Idempotency and Durable Execution

Life Without Idempotency

Have you ever been working on a feature, or fixing a bug, and when you got to the bottom of it, duplicate records were being created in a database, or duplicate charges or orders were sent out? If so, idempotency is an important topic for you.

Idempotency is a property of functions or operations in programming, and it’s a crucial property when working with durable execution systems such as Temporal. In this post, we’ll explain what it means to be idempotent and how idempotency can make your software systems easier to work with. We’ll show examples and get into some complex cases that can be managed with Temporal.

Idempotency diagram

What is Idempotency and Why Does It Matter?

It’s a fact of life that no system is perfectly reliable, and when things fail, we need to retry what we were doing. Wouldn’t it be nice if we could retry safely without causing unintended duplicate effects? Idempotency is what lets us do this! Idempotency is defined as a request that produces the same result, regardless of how many times it is made.

If an idempotent request is sent once, it will produce the desired result. If it is sent multiple times, it still produces the desired result.

An example idempotent operation is updating a customer’s address in a table in the database because no matter how many times it is called, the final address is always the same in the database. On the other hand, an example non-idempotent operation is foo += 3 because the value of foo changes based on the number of times it is called.

A simple, real-life example of idempotency is the stop button in a media player app. You tap the stop button, and the player stops playing. If you tap it again, the player is still stopped. The result is the same: the player stops. You could hit it a hundred times, and it will still be stopped. Therefore, tapping the stop button is idempotent.

Media player with pause button Media player with play button

Compare this to a play/pause button: you tap it and the media starts, and then you tap it again and the media pauses. The play/pause button doesn’t always result in the same state, so it is not idempotent.

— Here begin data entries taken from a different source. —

fn check_leases<'a>(items: impl Iterator<Item = &'a RwItem>, now: u64) -> Result<()> {
    for item in items {
        if let Some(end) = item.lease_end {
            if !lease::lease_valid(end, now) {
                tracing::debug!(record = %item.key, end, now, "lease lapsed");
                return Err(Error::LeaseExpired {
                    table: item.key.table,
                    key: item.key.key,
                });
            }
        }
    }
    Ok(())
}
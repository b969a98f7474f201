//! Concurrency layer for epochkv
//!
//! This crate implements snapshot-isolation transactions over partitioned
//! in-memory stores:
//! - SnapshotManager: global epoch SS, per-thread watermarks, safe read snapshot
//! - Lock/lease protocol: exclusive locks and epoch-bounded read leases
//! - PartitionServer: serves lock/lease/read/release requests for remote workers
//! - Worker/Transaction: the transaction coordinator

#![warn(missing_docs)]
#![warn(clippy::all)]

pub mod backoff;
pub mod context;
pub mod iterator;
pub mod lease;
pub mod manager;
pub mod protocol;
pub mod rwset;
pub mod server;
pub mod snapshot;
pub mod transaction;

pub use backoff::{Backoff, BoundedRetry, Step};
pub use context::{ClusterContext, Timing};
pub use iterator::TxIterator;
pub use lease::{LeaseOutcome, LockOutcome, LockState};
pub use manager::{TransactionManager, TransactionMetrics};
pub use protocol::Protocol;
pub use rwset::{Bucket, RwItem, RwSet};
pub use server::{handle_request, PartitionServer, ServerStats};
pub use snapshot::{EpochStats, EpochTicker, SnapshotManager};
pub use transaction::{CommitInfo, Transaction, TransactionStatus, Worker};
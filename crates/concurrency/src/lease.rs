//! Lock word state machine
//!
//! Every record carries one 64-bit lock word:
//!
//! ```text
//! bits 62..64  state: 00 free, 01 exclusive lock, 10 read lease
//! lock:        bits 0..62 owner token
//! lease:       bits 40..62 reader count, bits 0..40 expiry snapshot
//! ```
//!
//! A read lease whose expiry is at or below the current SS reads as
//! [`LockState::Expired`] and may be taken over by a lock or a new lease.
//! The reader count lets a transaction that is the only holder of a lease
//! upgrade it to the exclusive lock without waiting for it to lapse. Only
//! the functions here touch the word; the local path and the partition
//! server share them, so the states and transitions are identical whether a
//! request arrives in-process or over the messaging channel.
//!
//! ## Reader count
//!
//! Every grant bumps the count; a grant on a free or expired word starts
//! it at 1. A holder gives its lease back with [`release_lease`], which
//! only counts down while the word still carries the holder's own expiry.
//! Once another reader extends the lease the earlier holders can no longer
//! count down, so the count may overstate the holders but never understates
//! them. An overstated count only delays upgrades until the lease lapses.

use std::sync::atomic::{AtomicU64, Ordering};

const STATE_SHIFT: u32 = 62;
const PAYLOAD: u64 = (1 << STATE_SHIFT) - 1;
const STATE_LOCK: u64 = 1;
const STATE_LEASE: u64 = 2;

const READERS_SHIFT: u32 = 40;
const END_MASK: u64 = (1 << READERS_SHIFT) - 1;
/// A lease counted this high stays counted until it lapses
const MAX_READERS: u64 = (1 << (STATE_SHIFT - READERS_SHIFT)) - 1;

/// Decoded lock word
#[derive(Debug, Clone, Copy, PartialEq, Eq)]
pub enum LockState {
    /// No lock or lease
    Free,
    /// Exclusively held
    Locked {
        /// Owner token
        owner: u64,
    },
    /// Shared read lease, valid while SS < `end`
    ReadLease {
        /// Expiry snapshot
        end: u64,
        /// Holders counted on the word
        readers: u64,
    },
    /// Read lease whose expiry has passed
    Expired {
        /// Expiry snapshot
        end: u64,
    },
}

/// Result of a lock attempt
#[derive(Debug, Clone, Copy, PartialEq, Eq)]
pub enum LockOutcome {
    /// The lock is now held by the caller
    Acquired,
    /// The caller already held it
    AlreadyHeld,
    /// Another owner holds it
    HeldByOther {
        /// Current owner
        owner: u64,
    },
    /// An unexpired read lease blocks it
    Leased {
        /// Lease expiry
        end: u64,
    },
}

impl LockOutcome {
    /// Whether the caller holds the lock after this attempt
    pub fn is_held(self) -> bool {
        matches!(self, LockOutcome::Acquired | LockOutcome::AlreadyHeld)
    }
}

/// Result of a lease attempt
#[derive(Debug, Clone, Copy, PartialEq, Eq)]
pub enum LeaseOutcome {
    /// Lease in force until `end` (possibly later than requested)
    Granted {
        /// Effective expiry
        end: u64,
    },
    /// An exclusive lock blocks it
    Locked {
        /// Current owner
        owner: u64,
    },
}

/// Encode an exclusive lock word
pub fn lock_word(owner: u64) -> u64 {
    (STATE_LOCK << STATE_SHIFT) | (owner & PAYLOAD)
}

/// Encode a read lease word held by `readers` holders
///
/// Expiries are kept to 40 bits and counts saturate.
pub fn lease_word(end: u64, readers: u64) -> u64 {
    (STATE_LEASE << STATE_SHIFT) | (readers.min(MAX_READERS) << READERS_SHIFT) | (end & END_MASK)
}

/// Decode `word` as seen at snapshot `now`
pub fn decode(word: u64, now: u64) -> LockState {
    match word >> STATE_SHIFT {
        STATE_LOCK => LockState::Locked {
            owner: word & PAYLOAD,
        },
        STATE_LEASE => {
            let end = word & END_MASK;
            if now < end {
                LockState::ReadLease {
                    end,
                    readers: (word & PAYLOAD) >> READERS_SHIFT,
                }
            } else {
                LockState::Expired { end }
            }
        }
        _ => LockState::Free,
    }
}

/// Current state of `word` at snapshot `now`
pub fn state(word: &AtomicU64, now: u64) -> LockState {
    decode(word.load(Ordering::Acquire), now)
}

/// One non-blocking attempt to take the exclusive lock for `owner`
///
/// Succeeds on a free word or an expired lease. Re-entrant for the owner.
/// `own_lease` is the expiry of a lease the caller holds on this record:
/// when the caller is its only counted holder, the lease is upgraded in
/// place.
pub fn try_lock(word: &AtomicU64, owner: u64, now: u64, own_lease: Option<u64>) -> LockOutcome {
    let desired = lock_word(owner);
    let mut current = word.load(Ordering::Acquire);
    loop {
        match decode(current, now) {
            LockState::Free | LockState::Expired { .. } => {}
            LockState::ReadLease { end, readers: 1 } if own_lease == Some(end) => {}
            LockState::ReadLease { end, .. } => return LockOutcome::Leased { end },
            LockState::Locked { owner: held } if held == owner & PAYLOAD => {
                return LockOutcome::AlreadyHeld
            }
            LockState::Locked { owner: held } => return LockOutcome::HeldByOther { owner: held },
        }
        match word.compare_exchange_weak(current, desired, Ordering::AcqRel, Ordering::Acquire) {
            Ok(_) => return LockOutcome::Acquired,
            Err(actual) => current = actual,
        }
    }
}

/// One non-blocking attempt to take a read lease until `end`
///
/// Compatible with other leases: an existing lease is extended to the later
/// of the two expiries and counts one more holder. Blocked only by an
/// exclusive lock.
pub fn try_lease(word: &AtomicU64, end: u64, now: u64) -> LeaseOutcome {
    let mut current = word.load(Ordering::Acquire);
    loop {
        let (effective, readers) = match decode(current, now) {
            LockState::Locked { owner } => return LeaseOutcome::Locked { owner },
            LockState::ReadLease { end: held, readers } => (held.max(end), readers + 1),
            LockState::Free | LockState::Expired { .. } => (end, 1),
        };
        match word.compare_exchange_weak(
            current,
            lease_word(effective, readers),
            Ordering::AcqRel,
            Ordering::Acquire,
        ) {
            Ok(_) => return LeaseOutcome::Granted { end: effective },
            Err(actual) => current = actual,
        }
    }
}

/// Give back a lease granted until `end`
///
/// Counts one holder down while the word still carries `end` unexpired;
/// the last holder frees the word. Returns whether the count moved.
pub fn release_lease(word: &AtomicU64, end: u64, now: u64) -> bool {
    let mut current = word.load(Ordering::Acquire);
    loop {
        let next = match decode(current, now) {
            LockState::ReadLease { end: held, readers } if held == end && readers < MAX_READERS => {
                if readers <= 1 {
                    0
                } else {
                    lease_word(held, readers - 1)
                }
            }
            _ => return false,
        };
        match word.compare_exchange_weak(current, next, Ordering::AcqRel, Ordering::Acquire) {
            Ok(_) => return true,
            Err(actual) => current = actual,
        }
    }
}

/// Release `owner`'s exclusive lock; `false` if `owner` does not hold it
pub fn unlock(word: &AtomicU64, owner: u64) -> bool {
    word.compare_exchange(lock_word(owner), 0, Ordering::AcqRel, Ordering::Acquire)
        .is_ok()
}

/// Whether a lease ending at `end` is still valid at snapshot `now`
#[inline]
pub fn lease_valid(end: u64, now: u64) -> bool {
    now < end
}
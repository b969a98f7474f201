//! State shared by every worker and server of a cluster

use crate::backoff::BoundedRetry;
use crate::manager::TransactionManager;
use crate::snapshot::SnapshotManager;
use epochkv_core::{EngineConfig, Error, Key, PartitionId, Result, ThreadId};
use epochkv_storage::Partition;
use std::sync::Arc;
use std::time::Duration;

/// Deadlines and lease length derived from the configuration
#[derive(Debug, Clone, Copy)]
pub struct Timing {
    /// Optimistic per-item lock attempts
    pub lock: BoundedRetry,
    /// Read lease attempts
    pub lease: BoundedRetry,
    /// The whole ordered fallback pass
    pub fallback: BoundedRetry,
    /// One remote round trip
    pub remote_timeout: Duration,
    /// Entering the local atomic region
    pub region_timeout: Duration,
    /// Lease length in epochs
    pub lease_epochs: u64,
    /// Sleep granularity
    pub poll: Duration,
}

impl Timing {
    /// Derive from a configuration
    pub fn from_config(config: &EngineConfig) -> Self {
        let poll = config.poll_interval();
        Self {
            lock: BoundedRetry::new(config.lock_timeout(), poll),
            lease: BoundedRetry::new(config.lease_timeout(), poll),
            fallback: BoundedRetry::new(config.fallback_timeout(), poll),
            remote_timeout: config.remote_timeout(),
            region_timeout: config.region_timeout(),
            lease_epochs: config.lease_epochs,
            poll,
        }
    }
}

/// Configuration, partitions, snapshot manager and transaction manager
#[derive(Debug)]
pub struct ClusterContext {
    config: EngineConfig,
    timing: Timing,
    snapshots: Arc<SnapshotManager>,
    manager: Arc<TransactionManager>,
    partitions: Vec<Arc<Partition>>,
}

impl ClusterContext {
    /// Validate `config` and build empty partitions
    pub fn new(config: EngineConfig) -> Result<Self> {
        config.validate()?;
        let partitions = (0..config.partitions)
            .map(|p| Arc::new(Partition::new(PartitionId(p), config.backend, &config.tables)))
            .collect();
        Ok(Self {
            timing: Timing::from_config(&config),
            snapshots: Arc::new(SnapshotManager::new(config.total_workers())),
            manager: Arc::new(TransactionManager::new()),
            partitions,
            config,
        })
    }

    /// Engine configuration
    pub fn config(&self) -> &EngineConfig {
        &self.config
    }

    /// Derived deadlines
    pub fn timing(&self) -> Timing {
        self.timing
    }

    /// Snapshot manager
    pub fn snapshots(&self) -> &Arc<SnapshotManager> {
        &self.snapshots
    }

    /// Transaction manager
    pub fn manager(&self) -> &Arc<TransactionManager> {
        &self.manager
    }

    /// Partition by id
    pub fn partition(&self, pid: PartitionId) -> Result<&Arc<Partition>> {
        self.partitions
            .get(pid.index())
            .ok_or(Error::UnknownPartition(pid))
    }

    /// All partitions
    pub fn partitions(&self) -> &[Arc<Partition>] {
        &self.partitions
    }

    /// Partition owning `key`
    pub fn partition_of(&self, key: Key) -> PartitionId {
        self.config.partition_of(key)
    }

    /// Snapshot-manager slot of worker `index` on `pid`
    pub fn thread_id(&self, pid: PartitionId, index: u32) -> ThreadId {
        pid.index() * self.config.workers_per_partition as usize + index as usize
    }
}
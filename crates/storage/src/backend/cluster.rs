//! Cluster hashing
//!
//! Keys hash to a logical header holding [`CLUSTER_WIDTH`] key slots. A
//! full header links to an indirect header drawn from a shared pool, so a
//! bucket is a short chain of fixed-width groups. The logical table has one
//! header per `CLUSTER_WIDTH` keys of capacity; the indirect pool holds
//! half as many headers.

use super::{IndexBackend, IndexFull};
use crate::hash::hash_key;
use epochkv_core::{BackendKind, Key};

/// Key slots per header
pub const CLUSTER_WIDTH: usize = 8;

#[derive(Debug, Clone, Copy, Default)]
struct Header {
    keys: [Key; CLUSTER_WIDTH],
    slots: [usize; CLUSTER_WIDTH],
    used: u8,
    next: Option<usize>,
}

impl Header {
    fn find(&self, key: Key) -> Option<usize> {
        (0..CLUSTER_WIDTH).find(|&i| self.used & (1 << i) != 0 && self.keys[i] == key)
    }

    fn free(&self) -> Option<usize> {
        (0..CLUSTER_WIDTH).find(|&i| self.used & (1 << i) == 0)
    }
}

/// Header reference: logical table or indirect pool
#[derive(Debug, Clone, Copy)]
enum HeaderRef {
    Logical(usize),
    Indirect(usize),
}

/// Cluster hash index
#[derive(Debug)]
pub struct ClusterIndex {
    logical: Vec<Header>,
    indirect: Vec<Header>,
    indirect_capacity: usize,
    len: usize,
}

impl ClusterIndex {
    /// Create an index sized for about `capacity` keys
    pub fn with_capacity(capacity: usize) -> Self {
        let headers = ((capacity + CLUSTER_WIDTH - 1) / CLUSTER_WIDTH).max(1);
        Self {
            logical: vec![Header::default(); headers],
            indirect: Vec::new(),
            indirect_capacity: (headers / 2).max(1),
            len: 0,
        }
    }

    fn header(&self, r: HeaderRef) -> &Header {
        match r {
            HeaderRef::Logical(i) => &self.logical[i],
            HeaderRef::Indirect(i) => &self.indirect[i],
        }
    }

    fn header_mut(&mut self, r: HeaderRef) -> &mut Header {
        match r {
            HeaderRef::Logical(i) => &mut self.logical[i],
            HeaderRef::Indirect(i) => &mut self.indirect[i],
        }
    }

    fn chain(&self, key: Key) -> Vec<HeaderRef> {
        let start = (hash_key(key) % self.logical.len() as u64) as usize;
        let mut refs = vec![HeaderRef::Logical(start)];
        let mut next = self.logical[start].next;
        while let Some(i) = next {
            refs.push(HeaderRef::Indirect(i));
            next = self.indirect[i].next;
        }
        refs
    }

    fn locate(&self, key: Key) -> Option<(HeaderRef, usize)> {
        self.chain(key)
            .into_iter()
            .find_map(|r| self.header(r).find(key).map(|i| (r, i)))
    }
}

impl IndexBackend for ClusterIndex {
    fn kind(&self) -> BackendKind {
        BackendKind::Cluster
    }

    fn get(&self, key: Key) -> Option<usize> {
        self.locate(key).map(|(r, i)| self.header(r).slots[i])
    }

    fn insert(&mut self, key: Key, slot: usize) -> Result<(), IndexFull> {
        if let Some((r, i)) = self.locate(key) {
            self.header_mut(r).slots[i] = slot;
            return Ok(());
        }

        let chain = self.chain(key);
        let target = chain
            .iter()
            .find_map(|&r| self.header(r).free().map(|i| (r, i)));

        let (r, i) = match target {
            Some(found) => found,
            None => {
                if self.indirect.len() >= self.indirect_capacity {
                    return Err(IndexFull { key });
                }
                self.indirect.push(Header::default());
                let fresh = self.indirect.len() - 1;
                let tail = *chain.last().ok_or(IndexFull { key })?;
                self.header_mut(tail).next = Some(fresh);
                (HeaderRef::Indirect(fresh), 0)
            }
        };

        let header = self.header_mut(r);
        header.keys[i] = key;
        header.slots[i] = slot;
        header.used |= 1 << i;
        self.len += 1;
        Ok(())
    }

    fn delete(&mut self, key: Key) -> Option<usize> {
        let (r, i) = self.locate(key)?;
        let header = self.header_mut(r);
        header.used &= !(1 << i);
        let slot = header.slots[i];
        self.len -= 1;
        Some(slot)
    }

    fn len(&self) -> usize {
        self.len
    }

    fn entries(&self) -> Vec<(Key, usize)> {
        self.logical
            .iter()
            .chain(self.indirect.iter())
            .flat_map(|h| {
                (0..CLUSTER_WIDTH)
                    .filter(move |&i| h.used & (1 << i) != 0)
                    .map(move |i| (h.keys[i], h.slots[i]))
            })
            .collect()
    }
}
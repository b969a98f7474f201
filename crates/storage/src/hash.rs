//! MurmurHash64A
//!
//! 64-bit Murmur2 variant used as the primary bucket hash by the index
//! backends. Keys are hashed as their 8 little-endian bytes.

/// Seed shared by all backends
pub const DEFAULT_SEED: u64 = 0xdead_beef;

const M: u64 = 0xc6a4_a793_5bd1_e995;
const R: u32 = 47;

/// Hash an arbitrary byte string
pub fn murmur64a(data: &[u8], seed: u64) -> u64 {
    let mut h = seed ^ (data.len() as u64).wrapping_mul(M);

    let mut chunks = data.chunks_exact(8);
    for chunk in &mut chunks {
        let mut buf = [0u8; 8];
        buf.copy_from_slice(chunk);
        let mut k = u64::from_le_bytes(buf);
        k = k.wrapping_mul(M);
        k ^= k >> R;
        k = k.wrapping_mul(M);
        h ^= k;
        h = h.wrapping_mul(M);
    }

    let tail = chunks.remainder();
    if !tail.is_empty() {
        for (i, b) in tail.iter().enumerate() {
            h ^= u64::from(*b) << (8 * i);
        }
        h = h.wrapping_mul(M);
    }

    h ^= h >> R;
    h = h.wrapping_mul(M);
    h ^= h >> R;
    h
}

/// Hash a record key with the default seed
#[inline]
pub fn hash_key(key: u64) -> u64 {
    murmur64a(&key.to_le_bytes(), DEFAULT_SEED)
}
//! # epochkv
//!
//! Partitioned in-memory key-value store with snapshot-isolation
//! transactions.
//!
//! A global snapshot number (SS) advances once per epoch. Read-only
//! transactions read at the safe snapshot, below every in-flight writer,
//! and never validate. Read-write transactions read under epoch-bounded
//! read leases, lock their write-set at commit, validate the leases and
//! install their writes stamped with the commit SS.
//!
//! ## Quick Start
//!
//! ```ignore
//! use epochkv::prelude::*;
//!
//! let cluster = Cluster::builder().partitions(2).build()?;
//! let mut workers = cluster.workers()?;
//!
//! workers[0].run(false, 8, |txn| {
//!     txn.add(TableId(0), 5, b"A".to_vec())
//! })?;
//! ```
//!
//! ## Crates
//!
//! - `epochkv-core`: ids, errors, configuration
//! - `epochkv-storage`: versioned records, hash-index backends, partitions
//! - `epochkv-transport`: messaging channel and frame codec
//! - `epochkv-concurrency`: snapshot manager, lock/lease protocol,
//!   transaction coordinator

#![warn(missing_docs)]

mod cluster;
mod error;

pub mod prelude;

// Re-export main entry points
pub use cluster::{Cluster, ClusterBuilder};
pub use error::{Error, Result};

// Re-export the transaction API
pub use epochkv_concurrency::{
    CommitInfo, EpochStats, Transaction, TransactionMetrics, TransactionStatus, TxIterator, Worker,
};

// Re-export types
pub use epochkv_core::{
    Address, BackendKind, EngineConfig, Key, NodeId, PartitionId, Partitioner, RecordKey,
    TableConfig, TableId, ThreadId,
};
pub use epochkv_storage::{RawTx, Value};

/// Engine error type returned by workers and transactions
pub use epochkv_core::Error as EngineError;
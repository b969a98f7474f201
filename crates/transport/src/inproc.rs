//! In-process messaging over crossbeam channels
//!
//! Every endpoint owns an unbounded queue registered under its address in a
//! shared [`DashMap`]. Links can be severed and healed per address to inject
//! transport failures: while an address is severed, sends to it and sends
//! from it fail with [`TransportError::Disconnected`].

use crate::{Envelope, Transport, TransportError};
use crossbeam_channel::{unbounded, Receiver, RecvTimeoutError, Sender, TryRecvError};
use dashmap::{DashMap, DashSet};
use epochkv_core::Address;
use std::sync::Arc;
use std::time::Duration;

#[derive(Debug, Default)]
struct Registry {
    endpoints: DashMap<Address, Sender<Envelope>>,
    severed: DashSet<Address>,
}

/// Shared in-process network
#[derive(Debug, Clone, Default)]
pub struct InProcNetwork {
    registry: Arc<Registry>,
}

impl InProcNetwork {
    /// Create an empty network
    pub fn new() -> Self {
        Self::default()
    }

    /// Register an endpoint at `address`
    ///
    /// # Errors
    ///
    /// [`TransportError::AddressInUse`] if another live endpoint owns it.
    pub fn endpoint(&self, address: Address) -> Result<InProcEndpoint, TransportError> {
        let (tx, rx) = unbounded();
        match self.registry.endpoints.entry(address) {
            dashmap::mapref::entry::Entry::Occupied(_) => {
                return Err(TransportError::AddressInUse(address))
            }
            dashmap::mapref::entry::Entry::Vacant(v) => {
                v.insert(tx);
            }
        }
        Ok(InProcEndpoint {
            address,
            rx,
            registry: Arc::clone(&self.registry),
        })
    }

    /// Fail every send to or from `address` until healed
    pub fn sever(&self, address: Address) {
        tracing::warn!(%address, "link severed");
        self.registry.severed.insert(address);
    }

    /// Undo [`sever`](Self::sever)
    pub fn heal(&self, address: Address) {
        self.registry.severed.remove(&address);
    }

    /// Whether an endpoint is registered at `address`
    pub fn is_registered(&self, address: Address) -> bool {
        self.registry.endpoints.contains_key(&address)
    }
}

/// One registered endpoint; deregisters on drop
#[derive(Debug)]
pub struct InProcEndpoint {
    address: Address,
    rx: Receiver<Envelope>,
    registry: Arc<Registry>,
}

impl InProcEndpoint {
    fn check_link(&self, to: Address) -> Result<(), TransportError> {
        if self.registry.severed.contains(&self.address) {
            return Err(TransportError::Disconnected(self.address));
        }
        if self.registry.severed.contains(&to) {
            return Err(TransportError::Disconnected(to));
        }
        Ok(())
    }
}

impl Transport for InProcEndpoint {
    fn address(&self) -> Address {
        self.address
    }

    fn send(&self, to: Address, payload: Vec<u8>) -> Result<(), TransportError> {
        self.check_link(to)?;
        let sender = self
            .registry
            .endpoints
            .get(&to)
            .map(|s| s.clone())
            .ok_or(TransportError::UnknownPeer(to))?;
        sender
            .send(Envelope {
                from: self.address,
                payload,
            })
            .map_err(|_| TransportError::Disconnected(to))
    }

    fn recv(&self) -> Result<Envelope, TransportError> {
        self.rx
            .recv()
            .map_err(|_| TransportError::Disconnected(self.address))
    }

    fn recv_timeout(&self, timeout: Duration) -> Result<Envelope, TransportError> {
        self.rx.recv_timeout(timeout).map_err(|e| match e {
            RecvTimeoutError::Timeout => TransportError::Timeout,
            RecvTimeoutError::Disconnected => TransportError::Disconnected(self.address),
        })
    }

    fn try_recv(&self) -> Result<Option<Envelope>, TransportError> {
        match self.rx.try_recv() {
            Ok(env) => Ok(Some(env)),
            Err(TryRecvError::Empty) => Ok(None),
            Err(TryRecvError::Disconnected) => Err(TransportError::Disconnected(self.address)),
        }
    }
}

impl Drop for InProcEndpoint {
    fn drop(&mut self) {
        self.registry.endpoints.remove(&self.address);
    }
}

Idempotency matters because systems are not perfect, and it is nice to be able to retry things safely without causing unintended duplicate effects. In an ideal world, you could call:

chargeCard(paymentInfo, orderId)

multiple times with the same inputs and only make one charge for the order.

If every operation were idempotent, dealing with transient failures could have a simpler developer experience—just keep calling the operation until it succeeds. Because some operations are not inherently idempotent, we have to consider the complexities of duplicate calls, especially if something fails without an obvious complete success or failure.

Temporal and “At Least Once” Execution

Temporal allows developers to avoid coding for infrastructure nuances and other inevitable failures, focusing on what matters: coding the process they are trying to implement. It would be nice if you could code up the high-level process, but not worry about the underlying or external systems, right? Except you have to at some point interact with those systems. So we separate out those two concerns into “Workflows” and “Activities” respectively.

Workflow code concerns itself with the higher-level business logic of the application. Activity code focuses on more granular functions such as writing to a database, calling a service, or processes that could be longer running or even blocking in nature.

Temporal is an event-sourced system and each Workflow has its own event history. Temporal will maintain the state of the Workflow and continually progress each Workflow to completion regardless of any failures. In addition, Temporal provides built-in retry logic for Activities, and since Activities are just events in the Workflow history, Temporal is able to guarantee “at least once” execution.

Why the specificity around “at least once”?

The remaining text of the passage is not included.